Work instructions — In the entries below, find the line with "out[3] = px.a;" and print exactly every line from there up to and including the line with "let i = (oy * ow + ox) * bpp;", with no other lines.

Dataset records:
* * * *

// SPDX-License-Identifier: Apache-2.0
// Copyright (c) 2025 Au-Zone Technologies. All Rights Reserved.

use crate::{
    error::ConvertError,
    image::{ConversionParams, FourCC, Frame, Transform, GREY, RGB3, RGBA, RGBX, YUYV},
};
use std::{
    collections::HashMap,
    sync::{
        atomic::{AtomicU64, Ordering},
        Arc, Mutex,
    },
    thread,
};
use tracing::{debug, warn};

/// Backend-assigned identifier for a submitted conversion job.
pub type NativeRequestId = u64;

/// Completion state reported by a converter backend.
#[derive(Copy, Clone, Debug, PartialEq, Eq)]
pub enum NativeStatus {
    /// Job accepted, result not produced yet
    Pending,
    /// Result produced and resolvable
    Ready,
    /// Conversion could not be completed
    Failed,
    /// Backend no longer tracks this job
    Unknown,
}

/// Converted pixel data owned by a backend.
///
/// Cloning is cheap: the bytes are shared by reference count, so a buffer
/// handed out before its request is released stays readable for as long as
/// the holder keeps it.
#[derive(Clone, Debug)]
pub struct NativeBuffer(Arc<[u8]>);

impl NativeBuffer {
    pub fn new(bytes: Vec<u8>) -> Self {
        Self(bytes.into())
    }

    pub fn as_bytes(&self) -> &[u8] {
        &self.0
    }

    pub fn len(&self) -> usize {
        self.0.len()
    }

    pub fn is_empty(&self) -> bool {
        self.0.is_empty()
    }
}

/// Contract implemented by a conversion backend.
///
/// A backend accepts jobs, executes them outside the caller's control flow,
/// and owns each result buffer until the job is released. All four
/// operations must return without blocking on conversion work.
pub trait Converter: Send + Sync {
    /// Hands a conversion job to the backend and returns its identifier.
    ///
    /// The frame is pinned by reference count until the job finishes, so
    /// the capture side may recycle its slot in the meantime.
    fn submit(
        &self,
        frame: Arc<Frame>,
        params: ConversionParams,
    ) -> Result<NativeRequestId, ConvertError>;

    /// Reports the completion state of a job.
    fn status(&self, id: NativeRequestId) -> NativeStatus;

    /// Resolves the result buffer of a ready job.
    fn resolve(&self, id: NativeRequestId) -> Result<NativeBuffer, ConvertError>;

    /// Releases a job and its result buffer.
    ///
    /// Releasing a job that is still pending cancels it: the eventual
    /// result is dropped, never stored. Releasing an unknown identifier is
    /// a no-op.
    fn release(&self, id: NativeRequestId);
}

#[derive(Copy, Clone)]
struct Pixel {
    r: u8,
    g: u8,
    b: u8,
    a: u8,
}

fn clamp_u8(v: i32) -> u8 {
    v.clamp(0, 255) as u8
}

// BT.601 full-swing integer approximation
fn yuv_to_rgb(y: u8, u: u8, v: u8) -> Pixel {
    let c = y as i32 - 16;
    let d = u as i32 - 128;
    let e = v as i32 - 128;
    Pixel {
        r: clamp_u8((298 * c + 409 * e + 128) >> 8),
        g: clamp_u8((298 * c - 100 * d - 208 * e + 128) >> 8),
        b: clamp_u8((298 * c + 516 * d + 128) >> 8),
        a: 255,
    }
}

// BT.601 luma weights, scaled to sum to 256
fn luma(p: Pixel) -> u8 {
    ((77 * p.r as u32 + 150 * p.g as u32 + 29 * p.b as u32) >> 8) as u8
}

fn read_pixel(frame: &Frame, x: usize, y: usize) -> Pixel {
    let data = frame.data();
    let w = frame.width() as usize;
    match frame.format() {
        GREY => {
            let v = data[y * w + x];
            Pixel {
                r: v,
                g: v,
                b: v,
                a: 255,
            }
        }
        RGB3 => {
            let i = (y * w + x) * 3;
            Pixel {
                r: data[i],
                g: data[i + 1],
                b: data[i + 2],
                a: 255,
            }
        }
        RGBX => {
            let i = (y * w + x) * 4;
            Pixel {
                r: data[i],
                g: data[i + 1],
                b: data[i + 2],
                a: 255,
            }
        }
        RGBA => {
            let i = (y * w + x) * 4;
            Pixel {
                r: data[i],
                g: data[i + 1],
                b: data[i + 2],
                a: data[i + 3],
            }
        }
        YUYV => {
            // packed pairs: Y0 U Y1 V, chroma shared across each pair
            let row = y * w * 2;
            let pair = row + 4 * (x / 2);
            yuv_to_rgb(data[row + 2 * x], data[pair + 1], data[pair + 3])
        }
        _ => Pixel {
            r: 0,
            g: 0,
            b: 0,
            a: 0,
        },
    }
}

fn write_pixel(out: &mut [u8], format: FourCC, px: Pixel) {
    match format {
        GREY => out[0] = luma(px),
        RGB3 => {
            out[0] = px.r;
            out[1] = px.g;
            out[2] = px.b;
        }
        RGBX => {
            out[0] = px.r;
            out[1] = px.g;
            out[2] = px.b;
            out[3] = 255;
        }
        RGBA => {
            out[0] = px.r;
            out[1] = px.g;
            out[2] = px.b;
            out[3] = px.a;
        }
        _ => {}
    }
}

/// Converts a frame synchronously.
///
/// Samples the crop rectangle onto the output grid with nearest-neighbor
/// scaling, applies the mirror transform, and reformats each pixel. This is
/// the kernel the [`CpuConverter`] workers run; it is exposed for callers
/// that want a blocking conversion on the current thread.
///
/// # Errors
///
/// Returns `InvalidArgument` or `UnsupportedFormat` when the parameters do
/// not validate against the frame.
pub fn convert_frame(frame: &Frame, params: &ConversionParams) -> Result<Vec<u8>, ConvertError> {
    params.validate(frame)?;

    let rect = params.input_rect;
    let (ow, oh) = (params.output_width as usize, params.output_height as usize);
    let (rx, ry) = (rect.x as usize, rect.y as usize);
    let (rw, rh) = (rect.width as usize, rect.height as usize);
    let bpp = match params.output_size() {
        Some(size) => size / (ow * oh),
        None => return Err(ConvertError::UnsupportedFormat(params.output_format)),
    };

    let mut out = vec![0u8; ow * oh * bpp];
    for oy in 0..oh {
        for ox in 0..ow {
            let mx = match params.transform {
                Transform::MirrorX | Transform::MirrorBoth => ow - 1 - ox,
                _ => ox,
            };
            let my = match params.transform {
                Transform::MirrorY | Transform::MirrorBoth => oh - 1 - oy,
                _ => oy,
            };
            let sx = rx + mx * rw / ow;
            let sy = ry + my * rh / oh;
            let px = read_pixel(frame, sx, sy);
            let i = (oy * ow + ox) * bpp;
            write_pixel(&mut out[i..i + bpp], params.output_format, px);
        }
    }
    Ok(out)
}

struct Job {
    id: NativeRequestId,
    frame: Arc<Frame>,
    params: ConversionParams,
}

enum JobState {
    Pending,
    Cancelled,
    Ready(NativeBuffer),
    Failed,
}

type JobTable = Arc<Mutex<HashMap<NativeRequestId, JobState>>>;

/// Software conversion backend.
///
/// Runs [`convert_frame`] on a pool of worker threads fed over a channel.
/// Jobs released while still pending are cancelled: the worker drops the
/// produced buffer instead of storing it. Dropping the converter closes the
/// channel and the workers exit on their own.
///
/// # Example
///
/// ```no_run
/// use arcam_convert::convert::{Converter, CpuConverter, NativeStatus};
/// use arcam_convert::image::{ConversionParams, Frame, Rect, Transform, GREY, YUYV};
/// use std::sync::Arc;
///
/// # fn main() -> Result<(), Box<dyn std::error::Error>> {
/// let converter = CpuConverter::new(2);
/// let frame = Arc::new(Frame::test_pattern(1920, 1080, YUYV)?);
/// let params = ConversionParams {
///     input_rect: Rect { x: 0, y: 0, width: 1920, height: 1080 },
///     output_width: 640,
///     output_height: 480,
///     output_format: GREY,
///     transform: Transform::None,
/// };
///
/// let id = converter.submit(frame, params)?;
/// while converter.status(id) == NativeStatus::Pending {
///     std::thread::sleep(std::time::Duration::from_millis(1));
/// }
/// let buffer = converter.resolve(id)?;
/// assert_eq!(buffer.len(), 640 * 480);
/// converter.release(id);
/// # Ok(())
/// # }
/// ```
pub struct CpuConverter {
    tx: kanal::Sender<Job>,
    jobs: JobTable,
    next_id: AtomicU64,
}

impl CpuConverter {
    /// Starts a converter with the given number of worker threads.
    pub fn new(workers: usize) -> Self {
        let (tx, rx) = kanal::unbounded::<Job>();
        let jobs: JobTable = Arc::new(Mutex::new(HashMap::new()));
        for n in 0..workers.max(1) {
            let rx = rx.clone();
            let jobs = Arc::clone(&jobs);
            thread::spawn(move || {
                debug!(worker = n, "conversion worker started");
                run_worker(&rx, &jobs);
                debug!(worker = n, "conversion worker stopped");
            });
        }
        Self {
            tx,
            jobs,
            next_id: AtomicU64::new(1),
        }
    }

    /// Number of jobs the backend currently tracks.
    pub fn tracked_jobs(&self) -> usize {
        self.jobs.lock().unwrap().len()
    }
}

fn run_worker(rx: &kanal::Receiver<Job>, jobs: &JobTable) {
    while let Ok(job) = rx.recv() {
        // cancelled before we got to it
        {
            let mut jobs = jobs.lock().unwrap();
            match jobs.get(&job.id) {
                Some(JobState::Pending) => {}
                Some(JobState::Cancelled) => {
                    jobs.remove(&job.id);
                    debug!(id = job.id, "skipping cancelled conversion");
                    continue;
                }
                _ => continue,
            }
        }

        // run the kernel without holding the table lock
        let outcome = convert_frame(&job.frame, &job.params);

        let mut jobs = jobs.lock().unwrap();
        match jobs.get(&job.id) {
            Some(JobState::Pending) => {
                let state = match outcome {
                    Ok(bytes) => JobState::Ready(NativeBuffer::new(bytes)),
                    Err(e) => {
                        warn!(id = job.id, "conversion failed: {e}");
                        JobState::Failed
                    }
                };
                jobs.insert(job.id, state);
            }
            Some(JobState::Cancelled) => {
                // released mid-flight, drop the result
                jobs.remove(&job.id);
                debug!(id = job.id, "dropping result for cancelled conversion");
            }
            _ => {}
        }
    }
}

impl Converter for CpuConverter {
    fn submit(
        &self,
        frame: Arc<Frame>,
        params: ConversionParams,
    ) -> Result<NativeRequestId, ConvertError> {
        params.validate(&frame)?;
        let id = self.next_id.fetch_add(1, Ordering::Relaxed);
        self.jobs.lock().unwrap().insert(id, JobState::Pending);
        if self.tx.send(Job { id, frame, params }).is_err() {
            warn!(id, "worker pool is shut down");
            self.jobs.lock().unwrap().insert(id, JobState::Failed);
        }
        debug!(id, "conversion submitted");
        Ok(id)
    }

    fn status(&self, id: NativeRequestId) -> NativeStatus {
        match self.jobs.lock().unwrap().get(&id) {
            Some(JobState::Pending) => NativeStatus::Pending,
            Some(JobState::Ready(_)) => NativeStatus::Ready,
            Some(JobState::Failed) => NativeStatus::Failed,
            Some(JobState::Cancelled) | None => NativeStatus::Unknown,
        }
    }

    fn resolve(&self, id: NativeRequestId) -> Result<NativeBuffer, ConvertError> {
        match self.jobs.lock().unwrap().get(&id) {
            Some(JobState::Ready(buffer)) => Ok(buffer.clone()),
            Some(JobState::Pending) => Err(ConvertError::NotReady),
            _ => Err(ConvertError::Invalid),
        }
    }

    fn release(&self, id: NativeRequestId) {
        let mut jobs = self.jobs.lock().unwrap();
        match jobs.get(&id) {
            Some(JobState::Pending) => {
                // the worker owns removal once it sees the cancellation
                jobs.insert(id, JobState::Cancelled);
                debug!(id, "pending conversion cancelled");
            }
            Some(_) => {
                jobs.remove(&id);
            }
            None => {}
        }
    }
}

impl Drop for CpuConverter {
    fn drop(&mut self) {
        let _ = self.tx.close();
        debug!("cpu converter closed");
    }
}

* * * *

Written reply —
            out[3] = px.a;
        }
        _ => {}
    }
}

/// Converts a frame synchronously.
///
/// Samples the crop rectangle onto the output grid with nearest-neighbor
/// scaling, applies the mirror transform, and reformats each pixel. This is
/// the kernel the [`CpuConverter`] workers run; it is exposed for callers
/// that want a blocking conversion on the current thread.
///
/// # Errors
///
/// Returns `InvalidArgument` or `UnsupportedFormat` when the parameters do
/// not validate against the frame.
pub fn convert_frame(frame: &Frame, params: &ConversionParams) -> Result<Vec<u8>, ConvertError> {
    params.validate(frame)?;

    let rect = params.input_rect;
    let (ow, oh) = (params.output_width as usize, params.output_height as usize);
    let (rx, ry) = (rect.x as usize, rect.y as usize);
    let (rw, rh) = (rect.width as usize, rect.height as usize);
    let bpp = match params.output_size() {
        Some(size) => size / (ow * oh),
        None => return Err(ConvertError::UnsupportedFormat(params.output_format)),
    };

    let mut out = vec![0u8; ow * oh * bpp];
    for oy in 0..oh {
        for ox in 0..ow {
            let mx = match params.transform {
                Transform::MirrorX | Transform::MirrorBoth => ow - 1 - ox,
                _ => ox,
            };
            let my = match params.transform {
                Transform::MirrorY | Transform::MirrorBoth => oh - 1 - oy,
                _ => oy,
            };
            let sx = rx + mx * rw / ow;
            let sy = ry + my * rh / oh;
            let px = read_pixel(frame, sx, sy);
            let i = (oy * ow + ox) * bpp;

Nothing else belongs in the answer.